Finished pulling right end

Finished pulling right end

Here's the finished result after the right end has been pulled all the way. The left loop has fully disappeared as usual – but the knot hasn't fallen apart as usual.

Luckily, everything is pretty loose. It's easy to finish the job of untying by simply pulling the right end out of the right loop.

Right end or Left end?

Pulling left end

It doesn't matter which end you use for untying. You can pull either end – just don't pull both ends!

In this example, the left loose end is being pulled. At this stage it's still causing the right loop to tighten around the right end – but watch what happens next.

Finished pulling left end

Finished pulling left end

Continue pulling the left end until a magical transformation happens. The right loop gets pulled through the middle of the knot, where it unfurls on the left side. It is now this end that runs loosely through the left loop.

Once again, it's similarly easy to finish the job of untying by simply pulling the left end out of the left loop.

To sum up

Never pull both loose ends to untie your shoes. Instead, pull either one of the loose ends. Then, if a jam does occur, simply pull apart any remaining loose tangle.

Solution #2

The above solution ensures that the knot will never jam tightly and can always be picked apart easily. But there's also a preventative measure you can take to reduce the chances of a jam even occurring.

Ends longer than loops

Ends longer than loops

When tying a knot, leave the ends slightly longer than the loops. This makes it less likely for either end to pass into and through the adjacent loop.

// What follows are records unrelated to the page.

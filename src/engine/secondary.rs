//! Secondary structure assignment.
//!
//! Structures that carry `HELIX`/`SHEET` records use them directly. When a
//! file has none, each chain segment is classified from Cα geometry alone.

use glam::Vec3;

/// Secondary structure class of a residue.
#[derive(Debug, Clone, Copy, PartialEq, Eq, Hash, Default)]
pub enum SsKind {
    /// Alpha helix.
    Helix,
    /// Beta strand.
    Strand,
    /// Anything else.
    #[default]
    Coil,
}

/// Minimum consecutive Cα matches kept as a helix.
const MIN_HELIX_RUN: usize = 4;
/// Minimum consecutive Cα matches kept as a strand.
const MIN_STRAND_RUN: usize = 3;

/// Classify a contiguous Cα segment.
///
/// - Helix: Cα(i)–Cα(i+3) within 4.5–6.0 Å and Cα(i)–Cα(i+4) within
///   5.0–7.0 Å.
/// - Strand: Cα(i)–Cα(i+1) within 3.5–4.1 Å and Cα(i)–Cα(i+2) within
///   6.0–8.0 Å.
///
/// Returns one entry per input position.
pub fn classify_from_trace(ca: &[Vec3]) -> Vec<SsKind> {
    let n = ca.len();
    if n < 4 {
        return vec![SsKind::Coil; n];
    }

    let dist = |i: usize, j: usize| ca[i].distance(ca[j]);
    let raw: Vec<SsKind> = (0..n)
        .map(|i| {
            if i + 4 < n {
                let (d3, d4) = (dist(i, i + 3), dist(i, i + 4));
                if (4.5..=6.0).contains(&d3) && (5.0..=7.0).contains(&d4) {
                    return SsKind::Helix;
                }
            }
            if i + 2 < n {
                let (d1, d2) = (dist(i, i + 1), dist(i, i + 2));
                if (3.5..=4.1).contains(&d1) && (6.0..=8.0).contains(&d2) {
                    return SsKind::Strand;
                }
            }
            SsKind::Coil
        })
        .collect();

    let mut out = vec![SsKind::Coil; n];
    for (start, end) in runs(&raw, SsKind::Helix) {
        if end - start >= MIN_HELIX_RUN {
            // A helical match at i spans the turn up to i+3.
            out[start..(end + 3).min(n)].fill(SsKind::Helix);
        }
    }
    for (start, end) in runs(&raw, SsKind::Strand) {
        if end - start < MIN_STRAND_RUN {
            continue;
        }
        for slot in &mut out[start..end] {
            if *slot != SsKind::Helix {
                *slot = SsKind::Strand;
            }
        }
    }
    out
}

/// Half-open index ranges of maximal runs equal to `kind`.
fn runs(values: &[SsKind], kind: SsKind) -> Vec<(usize, usize)> {
    let mut out = Vec::new();
    let mut i = 0;
    while i < values.len() {
        if values[i] != kind {
            i += 1;
            continue;
        }
        let start = i;
        while i < values.len() && values[i] == kind {
            i += 1;
        }
        out.push((start, i));
    }
    out
}
#[cfg(test)]
mod tests {
    use super::*;
    use crate::state::{Action, Effect, Props};

    fn mounted() -> ViewState {
        ViewState::new(
            Props {
                gene_id: "G1".into(),
                service_url: "https://mine.example".into(),
                testing: false,
            },
            RenderMode::Cartoon,
        )
        .reduce(Action::Mount)
        .state
    }

    fn detail_ticket(effects: &[Effect]) -> u64 {
        effects
            .iter()
            .find_map(|e| match e {
                Effect::FetchDetail { ticket, .. } => Some(*ticket),
                _ => None,
            })
            .unwrap()
    }

    fn browser(model: ViewModel) -> BrowserView {
        match model {
            ViewModel::Browser(b) => b,
            other => panic!("expected browser, got {other:?}"),
        }
    }

    #[test]
    fn error_renders_only_the_message() {
        let state = mounted().reduce(Action::ResolveFailed("<gone>".into())).state;
        let model = ViewModel::from_state(&state, &EndpointOptions::default());
        assert_eq!(model, ViewModel::Error("<gone>".into()));
        assert_eq!(
            model.to_html(),
            r#"<div class="viz-container error">&lt;gone&gt;</div>"#
        );
    }

    #[test]
    fn unresolved_shows_fetching_text() {
        let model = ViewModel::from_state(&mounted(), &EndpointOptions::default());
        assert_eq!(model, ViewModel::Loading(RESOLVING_TEXT.into()));
        assert!(model.to_html().contains(RESOLVING_TEXT));
    }

    #[test]
    fn browser_lists_entries_with_selected_details() {
        let t = mounted().reduce(Action::ResolveSucceeded(vec![
            "1ABC".into(),
            "2XYZ".into(),
        ]));
        let ticket = detail_ticket(&t.effects);
        let state = t
            .state
            .reduce(Action::DetailFetched {
                ticket,
                result: Ok("Kinase & friends".into()),
            })
            .state;
        let view = browser(ViewModel::from_state(&state, &EndpointOptions::default()));

        assert_eq!(
            view.viewer,
            ViewerPane::Loading(VISUALIZER_LOADING_TEXT.into())
        );
        assert_eq!(view.modes.len(), 7);
        assert_eq!(
            view.modes.iter().filter(|m| m.selected).count(),
            1
        );
        let ListPane::Entries(entries) = &view.list else {
            panic!("expected entries");
        };
        assert_eq!(entries.len(), 2);
        assert_eq!(
            entries[0].details,
            Some(Details::Ready {
                title: "Kinase & friends".into(),
                link: "https://www.rcsb.org/structure/1ABC".into(),
            })
        );
        assert!(entries[1].details.is_none());

        let html = ViewModel::Browser(view).to_html();
        assert!(html.contains(r#"<option value="cartoon" selected>cartoon</option>"#));
        assert!(html.contains(r#"class="option selected" data-action="select" data-index="0">1ABC<"#));
        assert!(html.contains("<h3>Kinase &amp; friends</h3>"));
        assert!(html.contains(PAGE_LINK_TEXT));
        assert!(html.contains(VISUALIZER_LOADING_TEXT));
    }

    #[test]
    fn empty_filter_shows_no_results() {
        let state = mounted()
            .reduce(Action::ResolveSucceeded(vec!["1ABC".into()]))
            .state
            .reduce(Action::Search("zz\"".into()))
            .state;
        let model = ViewModel::from_state(&state, &EndpointOptions::default());
        let html = model.to_html();
        assert!(html.contains(NO_RESULTS_TEXT));
        assert!(html.contains(r#"value="zz&quot;""#));
        assert_eq!(browser(model).list, ListPane::NoResults);
    }

    #[test]
    fn empty_resolution_leaves_viewer_empty() {
        let state = mounted().reduce(Action::ResolveSucceeded(Vec::new())).state;
        let view = browser(ViewModel::from_state(&state, &EndpointOptions::default()));
        assert_eq!(view.viewer, ViewerPane::Empty);
        assert_eq!(view.list, ListPane::NoResults);
    }

    #[test]
    fn failures_offer_retry_controls() {
        let t = mounted().reduce(Action::ResolveSucceeded(vec!["1ABC".into()]));
        let load = t
            .effects
            .iter()
            .find_map(|e| match e {
                Effect::LoadStructure { ticket, .. } => Some(*ticket),
                _ => None,
            })
            .unwrap();
        let detail = detail_ticket(&t.effects);
        let state = t
            .state
            .reduce(Action::StructureDownloaded {
                ticket: load,
                result: Err("download failed".into()),
            })
            .state
            .reduce(Action::DetailFetched {
                ticket: detail,
                result: Err("no title".into()),
            })
            .state;
        let html = ViewModel::from_state(&state, &EndpointOptions::default()).to_html();
        assert!(html.contains(r#"data-action="retry-structure""#));
        assert!(html.contains(r#"data-action="retry-detail""#));
        assert!(html.contains("download failed"));
    }

    #[test]
    fn viewer_caption_names_the_shown_structure() {
        let state = mounted()
            .reduce(Action::ResolveSucceeded(vec!["1ABC".into(), "2XYZ".into()]))
            .state
            .reduce(Action::Search("xyz".into()))
            .state;
        let view = browser(ViewModel::from_state(&state, &EndpointOptions::default()));
        assert_eq!(view.showing.as_deref(), Some("1ABC"));
        let ListPane::Entries(entries) = &view.list else {
            panic!("expected entries");
        };
        assert_eq!(entries[0].id, "2XYZ");
        assert!(entries[0].details.is_some());

        let html = ViewModel::Browser(view).to_html();
        assert!(html.contains(r#"<div class="viewer-caption">Showing 1ABC</div>"#));
    }

    #[test]
    fn attached_scene_is_drawn_in_the_viewer() {
        use crate::engine::structure::Structure;
        use crate::engine::tests::tiny_pdb;
        use crate::options::ViewerOptions;

        let structure = Structure::parse(&tiny_pdb()).unwrap();
        let scene = Scene::build(
            "1ABC",
            &structure,
            RenderMode::Spheres,
            &ViewerOptions::default(),
        );
        let mut model = ViewModel::Browser(BrowserView {
            viewer: ViewerPane::Scene {
                summary: scene.summary(),
                drawing: None,
            },
            showing: Some("1ABC".into()),
            modes: Vec::new(),
            search: String::new(),
            list: ListPane::NoResults,
        });

        let other = Scene::build(
            "1ABC",
            &structure,
            RenderMode::Trace,
            &ViewerOptions::default(),
        );
        model.attach_scene(&other);
        assert!(!model.to_html().contains("<svg"));

        model.attach_scene(&scene);
        let html = model.to_html();
        assert!(html.contains(r#"<svg xmlns="http://www.w3.org/2000/svg" class="scene-drawing""#));
        assert_eq!(html.matches("<circle ").count(), 24);
    }

    #[test]
    fn escape_handles_markup() {
        assert_eq!(escape(r#"<a href="x">'&'</a>"#), "&lt;a href=&quot;x&quot;&gt;&#39;&amp;&#39;&lt;/a&gt;");
    }
}
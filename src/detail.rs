//! Human-readable details per structure.

use crate::error::StructviewError;
use crate::service::Backend;

/// Title of structure `id`: the first description record's title.
///
/// # Errors
///
/// Propagates lookup failures; an empty record list yields
/// [`StructviewError::EmptyDescription`].
pub fn fetch_title(
    backend: &dyn Backend,
    id: &str,
) -> Result<String, StructviewError> {
    backend
        .describe_structure(id)?
        .into_iter()
        .next()
        .map(|record| record.title)
        .ok_or_else(|| StructviewError::EmptyDescription { id: id.to_owned() })
}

In this example, the ends are maybe 1/3 longer than the loops. This is how I usually tie my shoelaces – and as a result, I almost never get a jam when untying.

To sum up

Always try to leave the ends of your shoelaces protruding a little way past the ends of the loops. Unless, of course, doing so would result in the ends dragging on the ground. It would be pointless to solve one problem and introduce another!

Untying Shoes Video

Side-by-side comparison of two shoelace knots – one of which jams when untying – plus the simple solutions.

Visitor Feedback

I've always found it annoying at the end of the day when you pull the strings on your shoes and you end up with a clogged-up knot that you have to pull apart with your fingernails, sometimes in dim light. This doesn't happen most of the time — maybe once in 6-8 times, but it's annoying none the less. Of course, this happens because the shoelace end has passed through the loop on its side, so when you pull the end, the loop tightens down and the shoe doesn't come untied.

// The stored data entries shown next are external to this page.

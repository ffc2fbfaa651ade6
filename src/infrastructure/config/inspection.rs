//! 적용 설정 진단(inspection) 뷰 모델.

use serde::Serialize;

use super::loader::LoadedConfig;
use super::utils::command_exists;
use crate::application::config::{DefaultsConfig, ProvisionerCommandSpec};
use crate::domain::migration::DeploymentTarget;

#[derive(Debug, Clone, Serialize)]
pub struct ConfigInspection {
    pub searched_paths: Vec<String>,
    pub loaded_paths: Vec<String>,
    pub defaults: DefaultsConfig,
    pub effective: EffectiveSettings,
    pub provisioner: ProvisionerInspection,
}

#[derive(Debug, Clone, Serialize)]
pub struct EffectiveSettings {
    pub source_path: String,
    pub failure_mode: String,
    pub platform_name: String,
    pub allow_prefixes: Vec<String>,
    pub block_substrings: Vec<String>,
    pub targets: Vec<String>,
}

#[derive(Debug, Clone, Serialize)]
pub struct ProvisionerInspection {
    pub command: String,
    pub args: Vec<String>,
    pub command_available: bool,
}

impl ConfigInspection {
    pub(crate) fn from_loaded(loaded: LoadedConfig) -> Self {
        let config = &loaded.config;
        let policy = config.filter_policy();

        Self {
            searched_paths: loaded
                .searched_paths
                .iter()
                .map(|p| p.display().to_string())
                .collect(),
            loaded_paths: loaded
                .loaded_paths
                .iter()
                .map(|p| p.display().to_string())
                .collect(),
            defaults: config.defaults.clone(),
            effective: EffectiveSettings {
                source_path: config.source_path().display().to_string(),
                failure_mode: config.failure_mode().code().to_string(),
                platform_name: config.platform_name(),
                allow_prefixes: policy.allow_prefixes().to_vec(),
                block_substrings: policy.block_substrings().to_vec(),
                targets: DeploymentTarget::ALL
                    .iter()
                    .map(|t| t.as_str().to_string())
                    .collect(),
            },
            provisioner: ProvisionerInspection::from_spec(config.provisioner_spec()),
        }
    }
}

impl ProvisionerInspection {
    fn from_spec(spec: ProvisionerCommandSpec) -> Self {
        let command_available = command_exists(&spec.command);
        Self {
            command: spec.command,
            args: spec.args,
            command_available,
        }
    }
}
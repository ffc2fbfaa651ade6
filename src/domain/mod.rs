//! Domain layer
//! 마이그레이션 규칙(라인 파싱/필터 정책/결과 집계)을 외부 의존성 없이 표현한다.

pub mod entry;
pub mod migration;
pub mod policy;
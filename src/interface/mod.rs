//! Interface layer
//! CLI 입력 파싱과 의존성 조립을 담당한다.

pub mod cli;
pub mod composition;
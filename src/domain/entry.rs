//! 소스 파일 한 줄을 key/value 항목으로 해석하는 규칙.

/// `KEY=value` 형태로 분리된 한 줄.
#[derive(Debug, Clone, PartialEq, Eq)]
pub struct ConfigLine {
    pub key: String,
    pub value: String,
    pub raw: String,
}

/// 라인 해석 결과.
#[derive(Debug, Clone, PartialEq, Eq)]
pub enum ParsedLine {
    /// 빈 줄, 주석, `=`가 없는 줄. 아무 보고 없이 건너뛴다.
    Ignored,
    /// `=`는 있지만 key/value로 나눌 수 없는 줄.
    Malformed(String),
    Assignment(ConfigLine),
}

/// 한 줄을 trim한 뒤 첫 번째 `=` 기준으로 key/value를 분리한다.
pub fn parse_line(raw: &str) -> ParsedLine {
    let line = raw.trim();
    if line.is_empty() || line.starts_with('#') {
        return ParsedLine::Ignored;
    }
    if !line.contains('=') {
        return ParsedLine::Ignored;
    }

    let Some((key, value)) = line.split_once('=') else {
        return ParsedLine::Malformed(line.to_string());
    };

    ParsedLine::Assignment(ConfigLine {
        key: key.trim().to_string(),
        value: value.trim().to_string(),
        raw: line.to_string(),
    })
}

/// 같은 종류의 따옴표 한 쌍으로 감싸진 값이면 바깥 한 겹만 벗긴다.
/// `"abc'`처럼 짝이 맞지 않거나 따옴표 한 글자뿐인 값은 그대로 둔다.
pub fn strip_matching_quotes(value: &str) -> &str {
    for quote in ['"', '\''] {
        if value.len() >= 2 && value.starts_with(quote) && value.ends_with(quote) {
            return &value[1..value.len() - 1];
        }
    }
    value
}

#[cfg(test)]
mod tests {
    use super::*;

    fn assignment(raw: &str) -> ConfigLine {
        match parse_line(raw) {
            ParsedLine::Assignment(line) => line,
            other => panic!("expected assignment for {raw:?}, got {other:?}"),
        }
    }

    #[test]
    fn blank_and_comment_lines_are_ignored() {
        assert_eq!(parse_line(""), ParsedLine::Ignored);
        assert_eq!(parse_line("   \t"), ParsedLine::Ignored);
        assert_eq!(parse_line("# STRIPE_KEY=abc"), ParsedLine::Ignored);
        assert_eq!(parse_line("   # indented comment"), ParsedLine::Ignored);
    }

    #[test]
    fn lines_without_delimiter_are_ignored() {
        assert_eq!(parse_line("export"), ParsedLine::Ignored);
        assert_eq!(parse_line("STRIPE_KEY"), ParsedLine::Ignored);
    }

    #[test]
    fn splits_on_first_equals_and_trims_both_sides() {
        let line = assignment("  SUPABASE_URL =  https://x.supabase.co?a=b  \n");
        assert_eq!(line.key, "SUPABASE_URL");
        assert_eq!(line.value, "https://x.supabase.co?a=b");
        assert_eq!(line.raw, "SUPABASE_URL =  https://x.supabase.co?a=b");
    }

    #[test]
    fn empty_value_is_still_an_assignment() {
        let line = assignment("SUPABASE_URL=");
        assert_eq!(line.key, "SUPABASE_URL");
        assert!(line.value.is_empty());
    }

    #[test]
    fn windows_line_endings_are_trimmed() {
        let line = assignment("STRIPE_KEY=sk_test\r");
        assert_eq!(line.value, "sk_test");
    }

    #[test]
    fn strips_one_layer_of_matching_quotes() {
        assert_eq!(strip_matching_quotes("\"abc\""), "abc");
        assert_eq!(strip_matching_quotes("'abc'"), "abc");
        assert_eq!(strip_matching_quotes("\"'abc'\""), "'abc'");
        assert_eq!(strip_matching_quotes("\"\""), "");
    }

    #[test]
    fn leaves_mismatched_or_unquoted_values_alone() {
        assert_eq!(strip_matching_quotes("\"abc'"), "\"abc'");
        assert_eq!(strip_matching_quotes("'abc\""), "'abc\"");
        assert_eq!(strip_matching_quotes("abc"), "abc");
        assert_eq!(strip_matching_quotes("\""), "\"");
        assert_eq!(strip_matching_quotes("ab\"c\""), "ab\"c\"");
    }
}
//! 로컬 env 파일을 배포 플랫폼 환경변수로 이전하는 유스케이스.

mod lines;
mod settings;
mod summary;


use std::io::ErrorKind;

use anyhow::Result;
use tracing::debug;

use crate::application::ports::{ConfigRepository, ProvisionerFactory, Reporter, SourceReader};
use crate::domain::migration::{MigrationReport, RunOptions};

use lines::migrate_lines;
use settings::MigrationSettings;
use summary::publish_summary;

/// 설정 로딩부터 라인 분류, 프로비저닝 호출, 요약 출력까지 전체 흐름을 조율한다.
pub struct MigrateEnvUseCase<'a> {
    pub config_repo: &'a dyn ConfigRepository,
    pub source_reader: &'a dyn SourceReader,
    pub provisioner_factory: &'a dyn ProvisionerFactory,
    pub reporter: &'a dyn Reporter,
}

impl<'a> MigrateEnvUseCase<'a> {
    /// 마이그레이션 본 실행 진입점.
    /// 소스 파일을 열 수 없으면 메시지를 출력하고 0건 결과를 돌려준다.
    pub async fn execute(&self, options: RunOptions) -> Result<MigrationReport> {
        let config = self.config_repo.load()?;
        let settings = MigrationSettings::resolve(&config, &options);

        self.reporter.section("Environment Migration");
        self.reporter
            .kv("Source", &settings.source_path.display().to_string());
        self.reporter.kv("Platform", &settings.platform_name);
        self.reporter.kv(
            "Mode",
            if settings.dry_run {
                "dry-run"
            } else {
                "provision"
            },
        );
        self.reporter.kv("Failures", settings.failure_mode.code());
        self.reporter
            .kv("Allowed", &settings.policy.allow_prefixes().join(", "));
        self.reporter
            .kv("Blocked", &settings.policy.block_substrings().join(", "));

        let lines = match self.source_reader.read_lines(&settings.source_path) {
            Ok(lines) => lines,
            Err(err) => {
                debug!(error = %format!("{err:#}"), "failed to read source file");
                let not_found = err
                    .downcast_ref::<std::io::Error>()
                    .is_some_and(|io| io.kind() == ErrorKind::NotFound);
                if not_found {
                    self.reporter.raw(&format!(
                        "Error: {} not found",
                        settings.source_path.display()
                    ));
                } else {
                    self.reporter.raw(&format!("Error: {err:#}"));
                }
                return Ok(MigrationReport::missing_source());
            }
        };

        self.reporter.section("Keys");
        let provisioner = self.provisioner_factory.build(&config, settings.dry_run);
        let report = migrate_lines(&settings, provisioner.as_ref(), self.reporter, &lines).await?;

        publish_summary(self.reporter, &settings, &report);
        Ok(report)
    }
}
//! 설정 파일 탐색/병합 결과를 확인하는 유스케이스.

use anyhow::Result;

use crate::application::ports::ConfigRepository;

/// 현재 적용 중인 설정을 사람이 읽기 쉬운 JSON으로 반환한다.
pub struct InspectConfigUseCase<'a> {
    pub config_repo: &'a dyn ConfigRepository,
}

impl<'a> InspectConfigUseCase<'a> {
    /// 설정 점검 결과 문자열을 생성한다.
    pub fn execute(&self) -> Result<String> {
        self.config_repo.inspect_pretty_json()
    }
}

So, I decided to tie my shoelaces with a single-loop knot so that both shoelace ends are on the opposite side of the shoe.

First, I tie the first half of a surgeon's knot, just to help keep everything tight while I tie the rest of it. Then I make the usual loop on one side, passing the whole of the free end through the middle. Lastly, I pass the loop through the middle in the opposite direction, and pull tight. Never comes loose, never knots up at the end of the day because the ends, being on the opposite side of the shoe from the loop, never have a chance to go through the loop.

It is just like your “two-stage” knot through Step 6, but then Step 7 would be to wrap the loop around back and pass it through the hole, back to front. Cinch it down, and that's it.

– Jack C., Jan-2018

Ian's Reply: The above suggestion by Jack produces a one-loop shoelace knot that's quite different to the two loops of the regular Two Stage Shoelace Knot. However, his point about the loop and loose ends being kept apart on opposite sides of the shoe – which helps prevent the knot jamming when untying – also applies to the “Two Stage Knot” because both loops are kept apart from both loose ends.